It is notable that while the term “backpack” is commonly understood to define a carrying apparatus of the type described above and typically used by students to carry books and by outdoor recreationalists when hiking or mountain climbing, it is not limited only to such. The term “backpack,” as used herein and in the claims, broadly includes any and all parcels or objects which, when carried by a user, rests against the user's back. Furthermore, the term “front panel” is defined herein and in the claims to mean that side of the backpack or object adjacent to and facing the back of a user when carried or worn.
As can be seen in FIGS. 1 and 6, the back support apparatus 10 comprises a pair of inflatable bladders 20, 22 which surround and define inflation chambers 21, 23, respectively. The bladders 20, 22 are generally oriented parallel to each other and are vertically connected to the front panel 12 of the backpack 11. The parallel bladders 20, 22 are preferably spaced a distance of at most 2 inches from each other to accommodate the spinal column therebetween, as will be discussed in detail below. However, other separation distances between the two bladders 20, 22 may be suitably utilized as well. And preferably each bladder 20, 22 has an inflated diameter of 2 inches, which has been found by applicant to be effective in providing a comfortable degree of cushioned support without being overly obtrusive during use.
In one preferred embodiment, the two bladders 20 and 22 are preferably connected by at least one bridge conduit which enables air to communicate between the respective inflation chambers. As shown in FIGS. 1 and 6, the top end 22′ of the right bladder 22 is communicably connected to a top end 20′ of the left bladder 20 by means of a top bridge conduit 24. Likewise, the bottom end 22″ of the right bladder 22 is also shown communicably connected to the bottom end 20″ of the left bladder 20 by means of a bottom bridge conduit 25. In the embodiment shown in FIGS. 1 and 6, the top and bottom bridge conduits 24, 25 operate together to equalize pressure between the two inflation chambers 21, 23. However, bridge conduits may alternatively operate independent of each other when independent support sections are provided in a multiple support section arrangement, as will be discussed in detail below. It is notable that the inflated diameters of the bridge conduits are preferably less than the inflated diameters of the elongated bladders 20, 22 such that contact by the bladders 20, 22 to the user's back is ensured. Furthermore, the bladders 20, 22 preferably have a flexible construction suitable for containing compressed air; construction may be from, for example, an elastomeric or polymeric material. Additionally, the bridge conduits are preferably integrally constructed together with the bladders.
As can be seen in FIGS. 1 and 6, a pump 30 is provided for generally inflating the bladders 20, 22. The pump 30 is preferably a hand-held and hand-operated pump having a flexible bulb-shaped configuration which resiliently biases when squeezed to effect pumping. However, it is also contemplated that other types of pumps may be utilized, such as a battery-operated pump for automatic inflation.
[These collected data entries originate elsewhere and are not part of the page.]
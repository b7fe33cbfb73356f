use std::sync::Arc;

use auth::Authenticator;
use med_service::config::Config;
use med_service::domain::user::service::AuthenticationService;
use med_service::inbound::http::router::create_router;
use med_service::outbound::repositories::PostgresCredentialStore;
use sqlx::postgres::PgPoolOptions;
use tracing_subscriber::layer::SubscriberExt;
use tracing_subscriber::util::SubscriberInitExt;

#[tokio::main]
async fn main() -> Result<(), anyhow::Error> {
    tracing_subscriber::registry()
        .with(
            tracing_subscriber::EnvFilter::try_from_default_env()
                .unwrap_or_else(|_| "med_service=debug,tower_http=debug".into()),
        )
        .with(tracing_subscriber::fmt::layer())
        .init();

    tracing::info!(
        service = "med-service",
        version = env!("CARGO_PKG_VERSION"),
        "Service starting"
    );

    // Missing secrets abort startup here
    let config = Config::load()?;

    tracing::info!(
        http_port = config.server.http_port,
        token_ttl_minutes = config.auth.token_ttl_minutes,
        "Configuration loaded"
    );

    let pg_pool = PgPoolOptions::new()
        .max_connections(5)
        .connect(&config.database.url)
        .await?;
    tracing::info!(
        max_connections = 5,
        database = "postgresql",
        "Database connection pool created"
    );

    sqlx::migrate!("./migrations").run(&pg_pool).await?;
    tracing::info!(database = "postgresql", "Database migrations completed");

    let authenticator = Arc::new(Authenticator::new(&config.auth.settings()));
    let credential_store = Arc::new(PostgresCredentialStore::new(pg_pool));

    let auth_service = Arc::new(AuthenticationService::new(
        credential_store,
        Arc::clone(&authenticator),
    ));

    let http_address = format!("0.0.0.0:{}", config.server.http_port);
    let http_listener = tokio::net::TcpListener::bind(&http_address).await?;
    tracing::info!(
        address = %http_address,
        port = config.server.http_port,
        protocol = "http",
        "Http server listening"
    );

    let http_application = create_router(auth_service, authenticator);

    if let Err(e) = axum::serve(http_listener, http_application).await {
        tracing::error!(error = %e, "Server error");
        return Err(e.into());
    }

    tracing::info!("Server exited successfully");

    Ok(())
}
mod common;

use auth::Identity;
use auth::Role;
use chrono::Duration;
use chrono::Utc;
use common::TestApp;
use reqwest::StatusCode;

async fn message(response: reqwest::Response) -> String {
    let body: serde_json::Value = response.json().await.expect("Failed to parse response");
    body["data"]["message"].as_str().unwrap_or_default().to_string()
}

#[tokio::test]
async fn test_account_returns_caller_identity() {
    let app = TestApp::spawn().await;
    let token = app.register_and_login("a@x.com", "secret1", "doctor").await;

    let response = app
        .get("/api/account")
        .bearer_auth(&token)
        .send()
        .await
        .expect("Failed to execute request");

    assert_eq!(response.status(), StatusCode::OK);

    let body: serde_json::Value = response.json().await.expect("Failed to parse response");
    assert_eq!(body["data"]["id"], 1);
    assert_eq!(body["data"]["role"], "doctor");
}

#[tokio::test]
async fn test_missing_header() {
    let app = TestApp::spawn().await;

    let response = app
        .get("/api/account")
        .send()
        .await
        .expect("Failed to execute request");

    assert_eq!(response.status(), StatusCode::UNAUTHORIZED);
    assert_eq!(message(response).await, "Missing Authorization header");
}

#[tokio::test]
async fn test_empty_token() {
    let app = TestApp::spawn().await;

    let response = app
        .get("/api/account")
        .header("Authorization", "Bearer ")
        .send()
        .await
        .expect("Failed to execute request");

    assert_eq!(response.status(), StatusCode::UNAUTHORIZED);
    assert_eq!(message(response).await, "Token is empty");
}

#[tokio::test]
async fn test_wrong_scheme() {
    let app = TestApp::spawn().await;

    let response = app
        .get("/api/account")
        .header("Authorization", "Basic abc")
        .send()
        .await
        .expect("Failed to execute request");

    assert_eq!(response.status(), StatusCode::UNAUTHORIZED);
    assert_eq!(
        message(response).await,
        "Invalid Authorization header format. Expected: Bearer <token>"
    );
}

#[tokio::test]
async fn test_expired_token() {
    let app = TestApp::spawn().await;
    let issued = Utc::now() - Duration::minutes(31);
    let token = app
        .authenticator
        .token_codec()
        .issue_at(&Identity::new(1, Role::Doctor), issued)
        .unwrap();

    let response = app
        .get("/api/account")
        .bearer_auth(&token)
        .send()
        .await
        .expect("Failed to execute request");

    assert_eq!(response.status(), StatusCode::UNAUTHORIZED);
    assert_eq!(message(response).await, "Token is expired");
}

#[tokio::test]
async fn test_tampered_token() {
    let app = TestApp::spawn().await;
    let token = app.register_and_login("a@x.com", "secret1", "patient").await;

    let mut tampered = token.into_bytes();
    let last = tampered.len() - 1;
    tampered[last] = if tampered[last] == b'A' { b'B' } else { b'A' };
    let tampered = String::from_utf8(tampered).unwrap();

    let response = app
        .get("/api/account")
        .bearer_auth(&tampered)
        .send()
        .await
        .expect("Failed to execute request");

    assert_eq!(response.status(), StatusCode::UNAUTHORIZED);
    assert_eq!(message(response).await, "Token signature is invalid");
}

#[tokio::test]
async fn test_token_signed_with_other_key_is_rejected() {
    let app = TestApp::spawn().await;
    let foreign = auth::TokenCodec::new(
        b"another-secret-key-at-least-32-bytes!",
        Duration::minutes(30),
    )
    .issue(&Identity::new(1, Role::Admin))
    .unwrap();

    let response = app
        .get("/api/admin/session")
        .bearer_auth(&foreign)
        .send()
        .await
        .expect("Failed to execute request");

    assert_eq!(response.status(), StatusCode::UNAUTHORIZED);
    assert_eq!(message(response).await, "Token signature is invalid");
}

#[tokio::test]
async fn test_role_gate() {
    let app = TestApp::spawn().await;
    let token = app.register_and_login("p@x.com", "secret1", "patient").await;

    let doctor_route = app
        .get("/api/doctor/session")
        .bearer_auth(&token)
        .send()
        .await
        .expect("Failed to execute request");
    assert_eq!(doctor_route.status(), StatusCode::UNAUTHORIZED);
    assert_eq!(
        message(doctor_route).await,
        "Insufficient permissions: doctor role required"
    );

    let patient_route = app
        .get("/api/patient/session")
        .bearer_auth(&token)
        .send()
        .await
        .expect("Failed to execute request");
    assert_eq!(patient_route.status(), StatusCode::OK);
}

#[tokio::test]
async fn test_no_role_hierarchy() {
    let app = TestApp::spawn().await;
    let token = app.register_and_login("root@x.com", "secret1", "admin").await;

    for path in ["/api/doctor/session", "/api/patient/session"] {
        let response = app
            .get(path)
            .bearer_auth(&token)
            .send()
            .await
            .expect("Failed to execute request");
        assert_eq!(response.status(), StatusCode::UNAUTHORIZED, "{}", path);
    }

    let response = app
        .get("/api/admin/session")
        .bearer_auth(&token)
        .send()
        .await
        .expect("Failed to execute request");
    assert_eq!(response.status(), StatusCode::OK);
}
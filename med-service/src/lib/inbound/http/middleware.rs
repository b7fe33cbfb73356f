use std::sync::Arc;

use auth::Authenticator;
use auth::JwtError;
use auth::Role;
use axum::async_trait;
use axum::extract::FromRequestParts;
use axum::extract::Request;
use axum::extract::State;
use axum::http::header::AUTHORIZATION;
use axum::http::request::Parts;
use axum::http::HeaderMap;
use axum::middleware::Next;
use axum::response::IntoResponse;
use axum::response::Response;
use thiserror::Error;

use crate::domain::user::models::UserId;
use crate::inbound::http::handlers::ApiError;

const BEARER_SCHEME: &str = "Bearer";

/// Extension type to store the authenticated caller in request extensions
#[derive(Debug, Clone, Copy, PartialEq, Eq)]
pub struct AuthenticatedUser {
    pub user_id: UserId,
    pub role: Role,
}

/// Reasons a request is refused by the access middleware.
///
/// Every variant is answered with 401 and its message.
#[derive(Debug, Clone, Error, PartialEq, Eq)]
pub enum AccessError {
    #[error("Missing Authorization header")]
    MissingHeader,

    #[error("Invalid Authorization header format. Expected: Bearer <token>")]
    MalformedHeader,

    #[error("Token is empty")]
    EmptyToken,

    #[error("{0}")]
    InvalidToken(#[from] JwtError),

    #[error("Insufficient permissions: {required} role required")]
    InsufficientPermissions { required: Role },
}

impl IntoResponse for AccessError {
    fn into_response(self) -> Response {
        ApiError::Unauthorized(self.to_string()).into_response()
    }
}

/// State for routes limited to a single role.
#[derive(Clone)]
pub struct RoleGate {
    pub authenticator: Arc<Authenticator>,
    pub required: Role,
}

/// Middleware that validates the bearer token and adds the caller to request extensions
pub async fn authenticate(
    State(authenticator): State<Arc<Authenticator>>,
    mut req: Request,
    next: Next,
) -> Result<Response, AccessError> {
    let user = authorize(&authenticator, req.headers(), None)?;

    req.extensions_mut().insert(user);

    Ok(next.run(req).await)
}

/// Middleware that additionally requires the caller to hold the gate's role
pub async fn require_role(
    State(gate): State<RoleGate>,
    mut req: Request,
    next: Next,
) -> Result<Response, AccessError> {
    let user = authorize(&gate.authenticator, req.headers(), Some(gate.required))?;

    req.extensions_mut().insert(user);

    Ok(next.run(req).await)
}

/// Run the full check on a set of request headers.
///
/// # Arguments
/// * `authenticator` - Token validator
/// * `headers` - Request headers
/// * `required` - Role the route demands, if any
///
/// # Errors
/// * `MissingHeader` / `MalformedHeader` / `EmptyToken` - Bad Authorization header
/// * `InvalidToken` - Token failed validation
/// * `InsufficientPermissions` - Role does not match `required`
pub fn authorize(
    authenticator: &Authenticator,
    headers: &HeaderMap,
    required: Option<Role>,
) -> Result<AuthenticatedUser, AccessError> {
    let token = extract_token_from_header(headers).map_err(|e| {
        tracing::warn!(error = %e, "Rejected Authorization header");
        e
    })?;

    let identity = authenticator.validate_token(token).map_err(|e| {
        tracing::warn!(error = %e, "Token validation failed");
        AccessError::from(e)
    })?;

    if let Some(required) = required {
        if identity.role != required {
            tracing::warn!(
                user_id = identity.user_id,
                role = %identity.role,
                required = %required,
                "Role not permitted"
            );
            return Err(AccessError::InsufficientPermissions { required });
        }
    }

    Ok(AuthenticatedUser {
        user_id: UserId(identity.user_id),
        role: identity.role,
    })
}

/// Pull the token out of `Authorization: Bearer <token>`.
///
/// The header is split on single spaces and must yield exactly the scheme
/// and the token. A header holding only the scheme counts as an empty token,
/// since HTTP parsers strip the trailing space of `Bearer `.
pub fn extract_token_from_header(headers: &HeaderMap) -> Result<&str, AccessError> {
    let auth_header = headers
        .get(AUTHORIZATION)
        .filter(|value| !value.is_empty())
        .ok_or(AccessError::MissingHeader)?;

    let auth_str = auth_header
        .to_str()
        .map_err(|_| AccessError::MalformedHeader)?;

    let parts: Vec<&str> = auth_str.split(' ').collect();
    match parts.as_slice() {
        [scheme] if *scheme == BEARER_SCHEME => Err(AccessError::EmptyToken),
        [scheme, _] if *scheme != BEARER_SCHEME => Err(AccessError::MalformedHeader),
        [_, token] if token.is_empty() => Err(AccessError::EmptyToken),
        [_, token] => Ok(*token),
        _ => Err(AccessError::MalformedHeader),
    }
}

#[async_trait]
impl<S> FromRequestParts<S> for AuthenticatedUser
where
    S: Send + Sync,
{
    type Rejection = AccessError;

    async fn from_request_parts(parts: &mut Parts, _state: &S) -> Result<Self, Self::Rejection> {
        // Only the middleware inserts this; without it the route is closed
        parts
            .extensions
            .get::<AuthenticatedUser>()
            .copied()
            .ok_or(AccessError::MissingHeader)
    }
}
use auth::JwtError;
use auth::RoleError;
use thiserror::Error;

/// Error for EmailAddress validation failures
#[derive(Debug, Clone, Error, PartialEq, Eq)]
pub enum EmailError {
    #[error("Invalid email format: {0}")]
    InvalidFormat(String),
}

/// Top-level error for registration and login
#[derive(Debug, Clone, Error)]
pub enum UserError {
    // Value object validation errors (automatically converted via #[from])
    #[error("Invalid email: {0}")]
    InvalidEmail(#[from] EmailError),

    #[error("Invalid role: {0}")]
    InvalidRole(#[from] RoleError),

    // Domain-level errors
    #[error("Email already exists: {0}")]
    EmailAlreadyExists(String),

    #[error("Invalid credentials")]
    InvalidCredentials,

    #[error("Token issuance failed: {0}")]
    TokenIssuanceFailed(#[from] JwtError),

    // Infrastructure errors
    #[error("Database error: {0}")]
    DatabaseError(String),
}
use chrono::Duration;

/// Secrets and limits shared by the password hasher and the token codec.
///
/// Built once at startup and never mutated afterwards.
#[derive(Clone)]
pub struct AuthSettings {
    /// HMAC key for signing tokens
    pub signing_key: Vec<u8>,
    /// Salt mixed into every password hash
    pub salt: Vec<u8>,
    /// Lifetime of an issued token
    pub token_ttl: Duration,
}

impl AuthSettings {
    /// Default token lifetime.
    pub const DEFAULT_TTL_MINUTES: i64 = 30;

    /// Longest token lifetime accepted from configuration (one week).
    pub const MAX_TTL_MINUTES: i64 = 7 * 24 * 60;

    pub fn new(
        signing_key: impl Into<Vec<u8>>,
        salt: impl Into<Vec<u8>>,
        token_ttl: Duration,
    ) -> Self {
        Self {
            signing_key: signing_key.into(),
            salt: salt.into(),
            token_ttl,
        }
    }
}

impl std::fmt::Debug for AuthSettings {
    fn fmt(&self, f: &mut std::fmt::Formatter<'_>) -> std::fmt::Result {
        f.debug_struct("AuthSettings")
            .field("signing_key", &"<redacted>")
            .field("salt", &"<redacted>")
            .field("token_ttl", &self.token_ttl)
            .finish()
    }
}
Furthermore, the pump 30 is connected to a suitable location on the pair of bladders 20, 22 by means of an inflation tube 32 preferably having an elastomeric construction. It is notable that the inflation tube 32 may be connected to the back support apparatus 10 at a suitable location. For example, the inflation tube 32 may be connected to either the left 20 or right 22 bladders, or either of the bridge conduits 24, 25. Preferably, the inflation tube 32 is sufficiently long to enable a user to conveniently reach and operate the pump 30. And as can be best seen in FIGS. 7, the pump 30 may be conveniently stored in a side pocket 19 of the backpack 11 for convenient access. Furthermore, the back support apparatus also comprises an air release valve 31 for deflating the bladders 20, 22. As shown in FIGS. 1 and 6, the air release valve 31 is preferably connected to the inflation tube 32 as part of the pump 30.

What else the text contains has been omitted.